What needs to be done:
Output every entry exactly as written.

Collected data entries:

• • • • • • •

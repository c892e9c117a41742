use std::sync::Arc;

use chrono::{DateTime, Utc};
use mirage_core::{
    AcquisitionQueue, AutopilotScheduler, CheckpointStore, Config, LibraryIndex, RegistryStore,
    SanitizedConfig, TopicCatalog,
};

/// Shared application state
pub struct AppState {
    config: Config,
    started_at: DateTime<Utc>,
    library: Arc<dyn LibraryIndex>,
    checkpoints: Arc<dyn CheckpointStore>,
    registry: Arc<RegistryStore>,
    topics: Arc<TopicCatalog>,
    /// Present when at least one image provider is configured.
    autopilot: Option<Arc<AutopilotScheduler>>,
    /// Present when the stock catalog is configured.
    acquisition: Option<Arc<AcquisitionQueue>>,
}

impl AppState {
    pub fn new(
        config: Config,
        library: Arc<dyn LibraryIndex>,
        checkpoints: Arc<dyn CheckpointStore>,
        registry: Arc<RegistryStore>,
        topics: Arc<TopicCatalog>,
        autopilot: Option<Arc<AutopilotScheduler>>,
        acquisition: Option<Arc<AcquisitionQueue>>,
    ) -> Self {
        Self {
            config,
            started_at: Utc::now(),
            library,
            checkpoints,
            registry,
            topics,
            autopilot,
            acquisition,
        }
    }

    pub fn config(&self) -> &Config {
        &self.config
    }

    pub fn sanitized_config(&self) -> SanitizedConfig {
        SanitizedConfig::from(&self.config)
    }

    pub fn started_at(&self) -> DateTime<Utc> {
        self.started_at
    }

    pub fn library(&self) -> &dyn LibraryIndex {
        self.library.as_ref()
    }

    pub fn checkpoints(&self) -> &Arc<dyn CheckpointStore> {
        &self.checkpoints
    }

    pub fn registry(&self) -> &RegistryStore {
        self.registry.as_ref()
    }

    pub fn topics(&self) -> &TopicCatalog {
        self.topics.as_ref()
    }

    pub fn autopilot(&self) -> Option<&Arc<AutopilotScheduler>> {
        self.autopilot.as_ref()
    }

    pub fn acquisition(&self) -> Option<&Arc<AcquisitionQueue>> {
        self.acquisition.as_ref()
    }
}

• • • • • • •

Written solution:
repository c892e9c117a41742
use std::sync::Arc;

use chrono::{DateTime, Utc};
use mirage_core::{
    AcquisitionQueue, AutopilotScheduler, CheckpointStore, Config, LibraryIndex, RegistryStore,
    SanitizedConfig, TopicCatalog,
};

/// Shared application state
pub struct AppState {
    config: Config,
    started_at: DateTime<Utc>,
    library: Arc<dyn LibraryIndex>,
    checkpoints: Arc<dyn CheckpointStore>,
    registry: Arc<RegistryStore>,
    topics: Arc<TopicCatalog>,
    /// Present when at least one image provider is configured.
    autopilot: Option<Arc<AutopilotScheduler>>,
    /// Present when the stock catalog is configured.
    acquisition: Option<Arc<AcquisitionQueue>>,
}

impl AppState {
    pub fn new(
        config: Config,
        library: Arc<dyn LibraryIndex>,
        checkpoints: Arc<dyn CheckpointStore>,
        registry: Arc<RegistryStore>,
        topics: Arc<TopicCatalog>,
        autopilot: Option<Arc<AutopilotScheduler>>,
        acquisition: Option<Arc<AcquisitionQueue>>,
    ) -> Self {
        Self {
            config,
            started_at: Utc::now(),
            library,
            checkpoints,
            registry,
            topics,
            autopilot,
            acquisition,
        }
    }

    pub fn config(&self) -> &Config {
        &self.config
    }

    pub fn sanitized_config(&self) -> SanitizedConfig {
        SanitizedConfig::from(&self.config)
    }

    pub fn started_at(&self) -> DateTime<Utc> {
        self.started_at
    }

    pub fn library(&self) -> &dyn LibraryIndex {
        self.library.as_ref()
    }

    pub fn checkpoints(&self) -> &Arc<dyn CheckpointStore> {
        &self.checkpoints
    }

    pub fn registry(&self) -> &RegistryStore {
        self.registry.as_ref()
    }

    pub fn topics(&self) -> &TopicCatalog {
        self.topics.as_ref()
    }

    pub fn autopilot(&self) -> Option<&Arc<AutopilotScheduler>> {
        self.autopilot.as_ref()
    }

    pub fn acquisition(&self) -> Option<&Arc<AcquisitionQueue>> {
        self.acquisition.as_ref()
    }
}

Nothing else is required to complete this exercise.